I used Crispr/Cas9 technology for gene knockout in Hek293 cells. I screened cell clones for absence of target protein by western blotting. When I send negative clones for sequencing there was no mutation in the target region. Why is that?
It is possible that one of the alleles of the target gene has not been nicked by Cas9 and so you are sequencing a pool of DNA (presumably from a PCR around the target region) that contains a mix of the WT and the mutant alleles. If the mutant allele has been amplified at a comparable rate to the WT, maybe you will see a second trend line, below the peak, in your DNA sequencing chromatograph.
The best way to confirm in such a scenario would be to PCR amplify your gene of interest, T/A clone it into a vector, pick single ligated colonies from a LB plate coated with X-gal and sequence multiple colonies. It reduces the chances that you are sequencing a pool of DNA and you would be looking at bonafide single DNA molecules from the original PCR.
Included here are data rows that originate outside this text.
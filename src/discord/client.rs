//! Discord bot client.
//!
//! Builds the serenity client and exposes what the bridges need from it:
//! a channel provider over its HTTP client and cache, and the shard
//! manager for shutdown.

use std::sync::Arc;
use std::time::Duration;

use serenity::gateway::ShardManager;
use serenity::http::HttpBuilder;
use serenity::prelude::*;
use serenity::Client;
use tracing::{error, info};

use crate::bridge::ChatBridgeManager;
use crate::discord::channel::SerenityChannelProvider;
use crate::discord::handler::BridgeHandler;
use crate::discord::translator::ContentTranslator;

impl TypeMapKey for ChatBridgeManager {
    type Value = ChatBridgeManager;
}

async fn build_client(token: &str, translator: Arc<ContentTranslator>) -> anyhow::Result<Client> {
    let intents = GatewayIntents::GUILD_MESSAGES
        | GatewayIntents::MESSAGE_CONTENT
        | GatewayIntents::GUILDS
        | GatewayIntents::GUILD_MEMBERS
        | GatewayIntents::GUILD_EMOJIS_AND_STICKERS;

    // Build a custom reqwest client with timeout settings
    let reqwest_client = reqwest::Client::builder()
        .timeout(Duration::from_secs(15))
        .connect_timeout(Duration::from_secs(10))
        .build()?;

    let http = HttpBuilder::new(token).client(reqwest_client).build();

    let client = serenity::client::ClientBuilder::new_with_http(http, intents)
        .event_handler(BridgeHandler::new(translator))
        .await?;
    Ok(client)
}

pub struct DiscordBot {
    client: Client,
}

impl DiscordBot {
    pub async fn new(token: &str, translator: Arc<ContentTranslator>) -> anyhow::Result<Self> {
        let client = build_client(token, translator).await?;
        Ok(Self { client })
    }

    /// Channel provider backed by this client's HTTP client and cache.
    pub fn channel_provider(&self) -> SerenityChannelProvider {
        SerenityChannelProvider::new(self.client.http.clone(), self.client.cache.clone())
    }

    /// Make the bridges reachable from the event handler.
    pub async fn attach(&self, manager: ChatBridgeManager) {
        self.client
            .data
            .write()
            .await
            .insert::<ChatBridgeManager>(manager);
    }

    pub fn shard_manager(&self) -> Arc<ShardManager> {
        self.client.shard_manager.clone()
    }

    /// Run the gateway until it stops. serenity reconnects shards itself.
    pub async fn run(mut self) -> anyhow::Result<()> {
        info!("Connecting to Discord...");
        match self.client.start().await {
            Ok(()) => {
                info!("Discord client disconnected normally");
                Ok(())
            }
            Err(e) => {
                error!("Discord client error: {}", e);
                Err(e.into())
            }
        }
    }
}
Hi thanks. I in fact sequenced cloned PCR fragments. Maybe my primers are too close to the target site, so that I cannot pick up indels?? I amplified a 115bp fragment just up and downstream of gRNA sequence.
If it was 115bp total, that sounds like a very small region, if it is 230bp total, that sounds like you should be able to see some indels or mutations.
An alternative way to check this would be to use a surveyor nuclease assay. I think you would need a larger gene fragment to do it though.